REQUIRED WORK
Filter the material below down to the lines with the word "this" and give those lines.

EXERCISE MATERIALS

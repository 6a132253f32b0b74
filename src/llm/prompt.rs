//! Prompt text for every model call the pipeline makes.
//!
//! Per-category response templates are data ([`CategoryTemplate`]): a style
//! instruction plus the ordered section headers the answer must use.  The
//! builders here only assemble strings; they never call the model.

use crate::response::sections::{classification_line, CLASSIFICATION_TITLE};
use crate::solve::Category;
use crate::types::InputKind;

/// Marker the classifier's first output line starts with.
pub const LABEL_MARKER: &str = "CATEGORY:";

// ---------------------------------------------------------------------------
// Extraction instructions
// ---------------------------------------------------------------------------

pub const TRANSCRIBE_INSTRUCTION: &str = "\
Transcribe this audio clip verbatim. Reply with ONLY the transcript text, \
no commentary. If nothing intelligible is spoken, reply with an empty message.";

pub const EXTRACT_TEXT_INSTRUCTION: &str = "\
Extract all text from this image exactly as shown, including any code with \
its indentation. Reply with ONLY the extracted text, no commentary.";

/// Fixed instruction for extracting text from a binary payload of `kind`.
pub fn extraction_instruction(kind: InputKind) -> &'static str {
    match kind {
        InputKind::Audio => TRANSCRIBE_INSTRUCTION,
        InputKind::Screenshot | InputKind::Text => EXTRACT_TEXT_INSTRUCTION,
    }
}

// ---------------------------------------------------------------------------
// Category templates
// ---------------------------------------------------------------------------

/// Style instruction and required sections for one category.
#[derive(Debug)]
pub struct CategoryTemplate {
    pub category: Category,
    pub style: &'static str,
    pub sections: &'static [&'static str],
    /// Whether the classifier's inline answer is too loose for this category
    /// and a second, template-driven call is always made.
    pub strict_format: bool,
}

static TEMPLATES: [CategoryTemplate; 6] = [
    CategoryTemplate {
        category: Category::Algorithm,
        style: "You are an expert competitive programmer coaching a candidate through a \
                coding interview. Give a correct, optimal solution with clean, runnable code \
                including an entry point, and state complexities as \
                `Time Complexity: …` and `Space Complexity: …` lines.",
        sections: &[
            "Problem Understanding",
            "Approach",
            "Solution",
            "Complexity Analysis",
            "Edge Cases",
        ],
        strict_format: true,
    },
    CategoryTemplate {
        category: Category::SystemDesign,
        style: "You are a senior staff engineer running a system design interview. \
                Be concrete about components, data flow, and scaling numbers.",
        sections: &[
            "Requirements",
            "High-Level Design",
            "Components",
            "Data Model",
            "Scalability",
            "Trade-offs",
        ],
        strict_format: true,
    },
    CategoryTemplate {
        category: Category::Behavioral,
        style: "You are an interview coach helping a candidate answer a behavioral question \
                with the STAR method. Keep it first-person and specific.",
        sections: &["Situation", "Task", "Action", "Result", "Key Takeaways"],
        strict_format: false,
    },
    CategoryTemplate {
        category: Category::Technical,
        style: "You are a senior engineer answering a technical knowledge question \
                precisely, with a short example where it helps.",
        sections: &["Concept", "Explanation", "Example", "Common Pitfalls"],
        strict_format: false,
    },
    CategoryTemplate {
        category: Category::DebuggingOptimization,
        style: "You are a senior engineer debugging and optimizing code in an interview. \
                Identify the root cause, show the corrected code, and state complexities as \
                `Time Complexity: …` and `Space Complexity: …` lines.",
        sections: &[
            "Issue Analysis",
            "Root Cause",
            "Fixed Code",
            "Complexity Analysis",
            "Verification",
        ],
        strict_format: true,
    },
    CategoryTemplate {
        category: Category::General,
        style: "You are a helpful interview assistant. Answer clearly and concisely.",
        sections: &["Summary", "Details", "Next Steps"],
        strict_format: false,
    },
];

/// Template for `category`.
pub fn template(category: Category) -> &'static CategoryTemplate {
    TEMPLATES
        .iter()
        .find(|t| t.category == category)
        .unwrap_or(&TEMPLATES[TEMPLATES.len() - 1])
}

fn section_list(sections: &[&str]) -> String {
    sections
        .iter()
        .map(|s| format!("## {s}"))
        .collect::<Vec<_>>()
        .join("\n")
}

fn category_menu(categories: &[Category]) -> String {
    categories
        .iter()
        .map(|c| c.label())
        .collect::<Vec<_>>()
        .join(", ")
}

// ---------------------------------------------------------------------------
// Builders
// ---------------------------------------------------------------------------

/// Combined classify-and-respond prompt over a (possibly shortened) snippet.
pub fn classification_prompt(snippet: &str, kind: InputKind) -> String {
    format!(
        "You are an interview assistant. The following content came from a {kind} input.\n\
         \n\
         1. On the FIRST line, write `{LABEL_MARKER} <label>` where <label> is exactly one of: {menu}.\n\
         2. Then write a structured answer using markdown `## ` section headers.\n\
         Do not repeat the input back.\n\
         \n\
         Content:\n{snippet}\n",
        kind = kind.label(),
        menu = category_menu(&Category::ALL),
    )
}

/// Category-specific generation prompt over the full content.
pub fn generation_prompt(category: Category, content: &str) -> String {
    let t = template(category);
    format!(
        "{style}\n\
         \n\
         Answer using exactly these sections, in order:\n{sections}\n\
         \n\
         Do not add a {CLASSIFICATION_TITLE} line and do not repeat the question.\n\
         \n\
         Question:\n{content}\n",
        style = t.style,
        sections = section_list(t.sections),
    )
}

/// Single-round-trip prompt for a batch of `image_count` screenshots.
///
/// `context` carries audio/text material captured alongside the images.
pub fn multi_image_prompt(image_count: usize, context: Option<&str>) -> String {
    let mut per_category = String::new();
    for c in Category::COMBINED {
        per_category.push_str(&format!(
            "- {}:\n{}\n",
            c.label(),
            section_list(template(c).sections)
        ));
    }

    let mut prompt = format!(
        "You are an expert interview assistant. The {image_count} attached screenshot(s) \
         together show ONE problem.\n\
         \n\
         Steps:\n\
         1. Read all text and code from every image.\n\
         2. Do NOT include the raw extracted text in your answer.\n\
         3. Classify the problem as exactly one of: {menu}.\n\
         4. Start your answer with the line `{header}` and nothing before it.\n\
         5. Then answer with the sections for that category:\n\
         {per_category}\
         \n\
         When you write code, name the language on a `Language: <name>` line, use a fenced \
         code block tagged with the language, and include an entry point (main function). \
         For algorithm and debugging problems include `Time Complexity:` and \
         `Space Complexity:` lines.\n",
        menu = category_menu(&Category::COMBINED),
        header = classification_line("<category>"),
    );

    if let Some(ctx) = context.filter(|c| !c.trim().is_empty()) {
        prompt.push_str(&format!("\nAdditional context from the candidate:\n{ctx}\n"));
    }
    prompt
}

/// Debug-mode prompt combining the problem, a baseline solution and the
/// attached screenshots of the candidate's current attempt.
pub fn debug_prompt(problem_statement: &str, baseline: &str, image_count: usize) -> String {
    let t = template(Category::DebuggingOptimization);
    format!(
        "{style}\n\
         \n\
         Original problem:\n{problem_statement}\n\
         \n\
         Reference solution:\n{baseline}\n\
         \n\
         The {image_count} attached screenshot(s) show the candidate's current code, errors, \
         or test output. Compare it with the reference, explain what is wrong, and give the \
         corrected code.\n\
         \n\
         Start with the line `{header}`, then use exactly these sections:\n{sections}\n",
        style = t.style,
        header = classification_line(Category::DebuggingOptimization.label()),
        sections = section_list(t.sections),
    )
}

// ---------------------------------------------------------------------------
// Tests
// ---------------------------------------------------------------------------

OUTPUT OF THE EXERCISE
Transcribe this audio clip verbatim. Reply with ONLY the transcript text, \
Extract all text from this image exactly as shown, including any code with \
    /// Whether the classifier's inline answer is too loose for this category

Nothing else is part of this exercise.